Et ils montrèrent beaucoup de zèle pour la vaccine, apprirent à saigner sur des feuilles de chou, firent même l’acquisition d’une paire de lancettes.

Ils accompagnaient le médecin chez les pauvres, puis consultaient leurs livres.

Les symptômes notés par les auteurs n’étaient pas ceux qu’ils venaient de voir. Quant aux noms des maladies, du latin, du grec, du français, une bigarrure de toutes les langues.

On les compte par milliers, et la classification linnéenne est bien commode, avec ses genres et ses espèces. Mais comment établir les espèces ? Alors, ils s’égarèrent dans la philosophie de la médecine.

Ils rêvaient sur l’archée de Van Helmont, le vitalisme, le brownisme, l’organicisme, demandaient au docteur d’où vient le germe de la scrofule, vers quel endroit se porte le miasme contagieux, et le moyen dans tous les cas morbides de distinguer la cause de ses effets.

— « La cause et l’effet s’embrouillent » répondait Vaucorbeil.

Son manque de logique les dégoûta ; – et ils visitèrent les malades tout seuls, pénétrant dans les maisons, sous prétexte de philanthropie.

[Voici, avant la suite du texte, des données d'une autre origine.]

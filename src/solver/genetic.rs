//! Evolutionary search over random walks. Individuals are walks from the start that
//! may run through walls or miss the end; fitness rewards reaching the end and
//! punishes distance, length and obstacle cells, so the best individual converges on
//! a short valid path without any guarantee of optimality.
use grid_util::Point;
use log::{debug, info, warn};
use rand::rngs::StdRng;
use rand::{Rng, SeedableRng};
use serde::{Deserialize, Serialize};
use smallvec::SmallVec;
use std::time::Instant;

use crate::grid::Grid;
use crate::observer::{mark_path, show_candidate, CancelToken, SearchObserver};
use crate::solver::{elapsed_ms, endpoints, GridSolver, SearchResult, NO_VALID_PATH_MESSAGE};
use crate::N_SMALLVEC_SIZE;

/// The best individual is drawn onto the grid every this many generations.
const VISUALIZE_EVERY: usize = 10;

fn default_population_size() -> usize {
    50
}

fn default_generations() -> usize {
    100
}

fn default_mutation_rate() -> f64 {
    0.1
}

fn default_elite_count() -> usize {
    5
}

fn default_tournament_size() -> usize {
    5
}

fn default_max_path_length() -> usize {
    100
}

fn default_greedy_bias() -> f64 {
    0.7
}

fn default_greedy_candidates() -> usize {
    3
}

fn default_allow_revisits() -> bool {
    true
}

#[derive(Clone, Debug, PartialEq, Serialize, Deserialize)]
#[serde(rename_all = "camelCase")]
pub struct GeneticConfig {
    #[serde(default = "default_population_size")]
    pub population_size: usize,
    #[serde(default = "default_generations")]
    pub generations: usize,
    /// Probability that a child is mutated.
    #[serde(default = "default_mutation_rate")]
    pub mutation_rate: f64,
    /// Number of top individuals copied unchanged into the next generation.
    #[serde(default = "default_elite_count")]
    pub elite_count: usize,
    #[serde(default = "default_tournament_size")]
    pub tournament_size: usize,
    /// Maximum number of steps of a random walk.
    #[serde(default = "default_max_path_length")]
    pub max_path_length: usize,
    /// Probability that a walk step picks among the neighbours closest to the end.
    #[serde(default = "default_greedy_bias")]
    pub greedy_bias: f64,
    /// How many of the closest neighbours a greedy step chooses from.
    #[serde(default = "default_greedy_candidates")]
    pub greedy_candidates: usize,
    /// Whether a random walk may step onto a cell it already passed through.
    #[serde(default = "default_allow_revisits")]
    pub allow_revisits: bool,
    /// Seed for reproducible runs; entropy is used when absent.
    #[serde(default)]
    pub seed: Option<u64>,
}

impl Default for GeneticConfig {
    fn default() -> GeneticConfig {
        GeneticConfig {
            population_size: default_population_size(),
            generations: default_generations(),
            mutation_rate: default_mutation_rate(),
            elite_count: default_elite_count(),
            tournament_size: default_tournament_size(),
            max_path_length: default_max_path_length(),
            greedy_bias: default_greedy_bias(),
            greedy_candidates: default_greedy_candidates(),
            allow_revisits: default_allow_revisits(),
            seed: None,
        }
    }
}

/// A candidate path with its fitness under the current grid.
#[derive(Clone, Debug, PartialEq)]
pub struct Individual {
    pub path: Vec<Point>,
    pub fitness: i64,
}

impl Individual {
    fn new(path: Vec<Point>) -> Individual {
        Individual { path, fitness: 0 }
    }
}

#[derive(Clone, Debug, Default)]
pub struct GeneticSolver {
    pub config: GeneticConfig,
}

impl GeneticSolver {
    pub fn new(config: GeneticConfig) -> GeneticSolver {
        GeneticSolver { config }
    }

    /// Solver with default parameters and a fixed seed.
    pub fn seeded(seed: u64) -> GeneticSolver {
        GeneticSolver::new(GeneticConfig {
            seed: Some(seed),
            ..GeneticConfig::default()
        })
    }

    fn rng(&self) -> StdRng {
        match self.config.seed {
            Some(seed) => StdRng::seed_from_u64(seed),
            None => StdRng::from_entropy(),
        }
    }
}

/// Scores a path: 1000 base, plus 5000 when it ends on `end`, minus 10 per unit of
/// Manhattan distance between its last cell and `end`, minus 2 per cell and minus
/// 1000 per obstacle cell. Never negative.
pub fn fitness(grid: &Grid, path: &[Point], end: &Point) -> i64 {
    let Some(last) = path.last() else {
        return 0;
    };
    let obstacles = path
        .iter()
        .filter(|p| grid.cell_at(p).is_some_and(|c| c.is_obstacle()))
        .count() as i64;
    let mut score = 1000;
    if last == end {
        score += 5000;
    }
    score -= 10 * last.manhattan_distance(end) as i64;
    score -= 2 * path.len() as i64;
    score -= 1000 * obstacles;
    score.max(0)
}

/// Random walk from `start` that stops at `end`, at a dead end or after
/// `max_path_length` steps. With probability `greedy_bias` a step picks uniformly
/// among the `greedy_candidates` neighbours closest to `end`, otherwise among all of
/// them.
fn random_path<R: Rng>(
    grid: &Grid,
    start: Point,
    end: Point,
    allow_diagonal: bool,
    config: &GeneticConfig,
    rng: &mut R,
) -> Vec<Point> {
    let mut path = vec![start];
    let mut current = start;
    for _ in 0..config.max_path_length {
        if current == end {
            break;
        }
        let mut candidates: SmallVec<[Point; N_SMALLVEC_SIZE]> = grid
            .neighbours(&current, allow_diagonal)
            .into_iter()
            .map(|(p, _)| p)
            .filter(|p| config.allow_revisits || !path.contains(p))
            .collect();
        if candidates.is_empty() {
            break;
        }
        let pool = if rng.gen_bool(config.greedy_bias.clamp(0.0, 1.0)) {
            // Stable, so equally close neighbours keep their direction order.
            candidates.sort_by_key(|p| p.manhattan_distance(&end));
            config.greedy_candidates.clamp(1, candidates.len())
        } else {
            candidates.len()
        };
        current = candidates[rng.gen_range(0..pool)];
        path.push(current);
    }
    path
}

/// Best of `size` individuals drawn with replacement; the earliest draw wins ties.
fn tournament<'a, R: Rng>(population: &'a [Individual], size: usize, rng: &mut R) -> &'a Individual {
    let mut winner = &population[rng.gen_range(0..population.len())];
    for _ in 1..size.max(1) {
        let candidate = &population[rng.gen_range(0..population.len())];
        if candidate.fitness > winner.fitness {
            winner = candidate;
        }
    }
    winner
}

/// Single point crossover: the head of `first` up to a random cut followed by the tail
/// of `second` from the same cut.
fn crossover<R: Rng>(first: &Individual, second: &Individual, rng: &mut R) -> Individual {
    let shortest = first.path.len().min(second.path.len());
    let cut = if shortest == 0 {
        0
    } else {
        rng.gen_range(0..shortest)
    };
    let path = first.path[..cut]
        .iter()
        .chain(&second.path[cut..])
        .copied()
        .collect();
    Individual::new(path)
}

/// Replaces one cell after the first with a random open neighbour of that cell. Paths
/// shorter than two cells are returned unchanged.
fn mutate<R: Rng>(mut individual: Individual, grid: &Grid, allow_diagonal: bool, rng: &mut R) -> Individual {
    if individual.path.len() < 2 {
        return individual;
    }
    let index = rng.gen_range(1..individual.path.len());
    let neighbours = grid.neighbours(&individual.path[index], allow_diagonal);
    if !neighbours.is_empty() {
        individual.path[index] = neighbours[rng.gen_range(0..neighbours.len())].0;
    }
    individual
}

impl GridSolver for GeneticSolver {
    fn name(&self) -> &'static str {
        "Genetic Algorithm"
    }

    fn solve(
        &self,
        grid: &mut Grid,
        allow_diagonal: bool,
        cancel: &CancelToken,
        observer: &mut dyn SearchObserver,
    ) -> SearchResult {
        let timer = Instant::now();
        let Some((start, end)) = endpoints(grid) else {
            return SearchResult::missing_endpoints();
        };
        let config = &self.config;
        info!(
            "Genetic search from {start} to {end}: {} individuals, {} generations",
            config.population_size, config.generations
        );
        let elite_count = if config.elite_count > config.population_size {
            warn!(
                "Elite count {} exceeds population size {}, keeping the whole population",
                config.elite_count, config.population_size
            );
            config.population_size
        } else {
            config.elite_count
        };
        let mutation_rate = config.mutation_rate.clamp(0.0, 1.0);

        let mut rng = self.rng();
        let mut population: Vec<Individual> = (0..config.population_size)
            .map(|_| Individual::new(random_path(grid, start, end, allow_diagonal, config, &mut rng)))
            .collect();
        let mut best: Option<Individual> = None;
        let mut nodes_explored = 0;

        for generation in 0..config.generations {
            if !cancel.is_running() {
                return SearchResult::stopped(nodes_explored, &timer);
            }
            for individual in population.iter_mut() {
                individual.fitness = fitness(grid, &individual.path, &end);
            }
            population.sort_by(|a, b| b.fitness.cmp(&a.fitness));

            if let Some(leader) = population.first() {
                if best.as_ref().map_or(true, |b| leader.fitness > b.fitness) {
                    best = Some(leader.clone());
                }
            }
            if generation % VISUALIZE_EVERY == 0 {
                if let Some(best) = &best {
                    show_candidate(grid, observer, &best.path);
                }
                debug!(
                    "Generation {generation}: best fitness {}",
                    best.as_ref().map_or(0, |b| b.fitness)
                );
            }

            let mut next: Vec<Individual> = population[..elite_count].to_vec();
            while next.len() < config.population_size {
                let first = tournament(&population, config.tournament_size, &mut rng);
                let second = tournament(&population, config.tournament_size, &mut rng);
                let mut child = crossover(first, second, &mut rng);
                if rng.gen_bool(mutation_rate) {
                    child = mutate(child, grid, allow_diagonal, &mut rng);
                }
                next.push(child);
            }
            population = next;
            nodes_explored += config.population_size;
        }

        match best {
            Some(best) if best.path.last() == Some(&end) => {
                info!("Genetic search reached the end with fitness {}", best.fitness);
                mark_path(grid, observer, &best.path);
                SearchResult::found(grid, best.path, nodes_explored, &timer)
            }
            _ => SearchResult::failure(NO_VALID_PATH_MESSAGE, nodes_explored, elapsed_ms(&timer)),
        }
    }
}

Au fond des chambres sur de sales matelas, reposaient des gens dont la figure pendait d’un côté, d’autres l’avaient bouffie et d’un rouge écarlate, ou couleur de citron, ou bien violette, avec les narines pincées, la bouche tremblante, et des râles, des hoquets, des sueurs, des exhalaisons de cuir et de vieux fromage.

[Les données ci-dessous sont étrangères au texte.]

//! Headless driver that runs a selection of strategies on one grid and collects their
//! results, the way an interactive front end would.
use crate::config::SimulationConfig;
use crate::error::{Error, Result};
use crate::grid::Grid;
use crate::metrics::RunMetrics;
use crate::observer::{mark_path, CancelToken, CellState, Recording, SearchObserver};
use crate::path::{smooth_path, waypoint_cost};
use crate::solver::{AlgorithmKind, GridSolver, SearchResult};
use crate::statistics::RunHistory;
use grid_util::Point;
use log::{info, warn};
use std::sync::{Arc, Mutex, PoisonError};

/// A successful path after line-of-sight smoothing. Only reported, never used to judge
/// the search itself.
#[derive(Clone, Debug, PartialEq)]
pub struct SmoothedPath {
    pub path: Vec<Point>,
    /// Number of segments between waypoints.
    pub path_length: usize,
    /// Cost of walking each segment along its straight line.
    pub path_cost: f64,
}

impl SmoothedPath {
    fn new(grid: &Grid, path: &[Point]) -> SmoothedPath {
        let path = smooth_path(grid, path);
        SmoothedPath {
            path_length: path.len().saturating_sub(1),
            path_cost: waypoint_cost(grid, &path),
            path,
        }
    }
}

/// Everything one strategy produced during a simulation.
#[derive(Clone, Debug)]
pub struct AlgorithmOutcome {
    pub algorithm: &'static str,
    pub kind: AlgorithmKind,
    pub result: SearchResult,
    pub smoothed: Option<SmoothedPath>,
    /// Visualization steps of the run, for replay.
    pub recording: Recording,
}

#[derive(Clone, Debug, Default)]
pub struct SimulationReport {
    pub outcomes: Vec<AlgorithmOutcome>,
    pub metrics: RunMetrics,
    best: Option<usize>,
}

impl SimulationReport {
    /// The outcome ranked best: shortest path, then fastest.
    pub fn best(&self) -> Option<&AlgorithmOutcome> {
        self.best.map(|ix| &self.outcomes[ix])
    }

    /// Whether the simulation was cancelled before every strategy finished.
    pub fn was_stopped(&self) -> bool {
        self.outcomes.iter().any(|o| o.result.was_stopped())
    }
}

/// Forwards every step to the caller's observer and keeps a copy for replay.
struct Recorder<'a> {
    recording: Recording,
    inner: &'a mut dyn SearchObserver,
}

impl SearchObserver for Recorder<'_> {
    fn on_step(&mut self, grid: &Grid, cells: &[Point], state: CellState) {
        self.recording.on_step(grid, cells, state);
        self.inner.on_step(grid, cells, state);
    }
}

/// Owns the base grid and the run history shared across simulations.
#[derive(Debug)]
pub struct Simulation {
    grid: Grid,
    history: Arc<Mutex<RunHistory>>,
}

impl Simulation {
    pub fn new(grid: Grid) -> Simulation {
        Simulation::with_history(grid, Arc::new(Mutex::new(RunHistory::new())))
    }

    /// A simulation appending to a history that other simulations may share.
    pub fn with_history(grid: Grid, history: Arc<Mutex<RunHistory>>) -> Simulation {
        Simulation { grid, history }
    }

    pub fn grid(&self) -> &Grid {
        &self.grid
    }

    pub fn grid_mut(&mut self) -> &mut Grid {
        &mut self.grid
    }

    pub fn history(&self) -> Arc<Mutex<RunHistory>> {
        Arc::clone(&self.history)
    }

    /// Runs every configured strategy, in order, on its own snapshot of the grid.
    ///
    /// Cancellation stops the running strategy and skips the rest. Results go to the
    /// report and, unless the run was stopped, to the shared history. The best path is
    /// marked on the base grid.
    pub fn run(
        &mut self,
        config: &SimulationConfig,
        cancel: &CancelToken,
        observer: &mut dyn SearchObserver,
    ) -> Result<SimulationReport> {
        let (Some(start), Some(end)) = (self.grid.start(), self.grid.end()) else {
            return Err(Error::MissingEndpoints);
        };
        let algorithms = config.build_algorithms();
        if algorithms.is_empty() {
            return Err(Error::NoAlgorithms);
        }
        if !self.grid.reachable(&start, &end, config.allow_diagonal) {
            warn!("End {end} cannot be reached from start {start}");
        }
        info!(
            "Running {} algorithms on a {}x{} grid",
            algorithms.len(),
            self.grid.rows(),
            self.grid.cols()
        );
        self.grid.reset();

        let mut report = SimulationReport::default();
        for algorithm in algorithms {
            if !cancel.is_running() {
                info!("Simulation stopped before {algorithm}");
                break;
            }
            let mut grid = self.grid.snapshot();
            let mut recorder = Recorder {
                recording: Recording::new(),
                inner: &mut *observer,
            };
            let result = algorithm.solve(&mut grid, config.allow_diagonal, cancel, &mut recorder);
            info!(
                "{algorithm}: {} after {} nodes in {:.2} ms",
                result.message, result.nodes_explored, result.time_elapsed_ms
            );
            let smoothed = result.path.as_deref().map(|path| SmoothedPath::new(&grid, path));
            if let Some(smoothed) = &smoothed {
                info!(
                    "{algorithm}: smoothed path has {} segments costing {:.2}",
                    smoothed.path_length, smoothed.path_cost
                );
            }
            if !result.was_stopped() {
                self.history
                    .lock()
                    .unwrap_or_else(PoisonError::into_inner)
                    .add_run(algorithm.name(), &result);
            }
            report.metrics.add_result(algorithm.name(), result.clone());
            report.outcomes.push(AlgorithmOutcome {
                algorithm: algorithm.name(),
                kind: algorithm.kind(),
                result,
                smoothed,
                recording: recorder.recording,
            });
        }

        report.best = report.metrics.best().and_then(|best| {
            report
                .metrics
                .runs()
                .iter()
                .position(|run| std::ptr::eq(run, best))
        });
        match report.best() {
            Some(best) => {
                info!("Best result: {}", best.algorithm);
                if let Some(path) = &best.result.path {
                    mark_path(&mut self.grid, observer, path);
                }
            }
            None => info!("No algorithm found a path"),
        }
        Ok(report)
    }
}

#[cfg(test)]
mod tests {
    use super::*;
    use crate::grid::{point, Paint, Terrain};
    use crate::solver::genetic::GeneticConfig;

    fn grid() -> Grid {
        // S . . . .
        // . # # # .
        // . . w . .
        // . # # # .
        // . . . . E
        let mut grid = Grid::new(5, 5);
        grid.set_cell(0, 0, Paint::Start);
        grid.set_cell(4, 4, Paint::End);
        for col in 1..4 {
            grid.set_cell(1, col, Paint::Obstacle);
            grid.set_cell(3, col, Paint::Obstacle);
        }
        grid.set_cell(2, 2, Paint::Terrain(Terrain::Water));
        grid
    }

    fn config() -> SimulationConfig {
        SimulationConfig {
            genetic: GeneticConfig {
                seed: Some(17),
                ..GeneticConfig::default()
            },
            ..SimulationConfig::default()
        }
    }

    #[test]
    fn runs_every_algorithm() {
        let mut simulation = Simulation::new(grid());
        let report = simulation
            .run(&config(), &CancelToken::new(), &mut ())
            .unwrap();
        assert_eq!(report.outcomes.len(), 4);
        assert_eq!(report.metrics.len(), 4);
        assert!(!report.was_stopped());
        for outcome in &report.outcomes {
            assert!(!outcome.recording.is_empty(), "{}", outcome.algorithm);
            let Some(smoothed) = &outcome.smoothed else {
                continue;
            };
            assert!(smoothed.path_length <= outcome.result.path_length);
            // Mutated genetic paths may skip cells, which the bound does not cover.
            if outcome.kind != AlgorithmKind::Genetic {
                assert!(smoothed.path_cost <= outcome.result.path_cost.unwrap() + 1e-9);
            }
        }
        let dijkstra = &report.outcomes[0];
        assert_eq!(dijkstra.kind, AlgorithmKind::Dijkstra);
        assert_eq!(dijkstra.result.path_cost, Some(8.0));

        let best = report.best().unwrap();
        assert_eq!(best.result.path_length, 8);
        let base = simulation.grid();
        let marked = base.cells().filter(|(p, _)| base.marks_at(p).unwrap().path).count();
        assert_eq!(marked, 7);

        let history = simulation.history();
        let history = history.lock().unwrap();
        assert_eq!(history.all_statistics().len(), 4);
        assert_eq!(history.statistics("Breadth-First Search").unwrap().success_rate, 100.0);
    }

    #[test]
    fn shared_history_accumulates() {
        let history = Arc::new(Mutex::new(RunHistory::new()));
        let config = SimulationConfig {
            algorithms: vec![AlgorithmKind::Astar],
            ..SimulationConfig::default()
        };
        for _ in 0..3 {
            let mut simulation = Simulation::with_history(grid(), Arc::clone(&history));
            simulation.run(&config, &CancelToken::new(), &mut ()).unwrap();
        }
        let stats = history.lock().unwrap().statistics("A* Pathfinding").unwrap();
        assert_eq!(stats.run_count, 3);
        assert_eq!(stats.path_cost.unwrap().std_dev, 0.0);
    }

    #[test]
    fn preconditions() {
        let mut simulation = Simulation::new(Grid::new(3, 3));
        assert!(matches!(
            simulation.run(&config(), &CancelToken::new(), &mut ()),
            Err(Error::MissingEndpoints)
        ));
        let mut simulation = Simulation::new(grid());
        let none = SimulationConfig {
            algorithms: vec![],
            ..config()
        };
        assert!(matches!(
            simulation.run(&none, &CancelToken::new(), &mut ()),
            Err(Error::NoAlgorithms)
        ));
    }

    #[test]
    fn cancelled_simulation_records_nothing() {
        let mut simulation = Simulation::new(grid());
        let cancel = CancelToken::new();
        cancel.stop();
        let report = simulation.run(&config(), &cancel, &mut ()).unwrap();
        assert!(report.outcomes.is_empty());
        assert!(report.best().is_none());
        assert!(!simulation.history().lock().unwrap().has_data());
    }

    #[test]
    fn unreachable_end_has_no_best() {
        let mut base = grid();
        base.set_cell(3, 4, Paint::Obstacle);
        base.set_cell(3, 0, Paint::Obstacle);
        let mut simulation = Simulation::new(base);
        let report = simulation
            .run(&config(), &CancelToken::new(), &mut ())
            .unwrap();
        assert!(report.outcomes.iter().all(|o| !o.result.success));
        assert!(report.best().is_none());
        assert!(!simulation.grid().marks_at(&point(2, 2)).unwrap().path);
    }
}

Ils lisaient les ordonnances de leurs médecins, et étaient fort surpris que les calmants soient parfois des excitants, les vomitifs des purgatifs, qu’un même remède convienne à des affections diverses, et qu’une maladie s’en aille sous des traitements opposés.

Néanmoins, ils donnaient des conseils, remontaient le moral, avaient l’audace d’ausculter.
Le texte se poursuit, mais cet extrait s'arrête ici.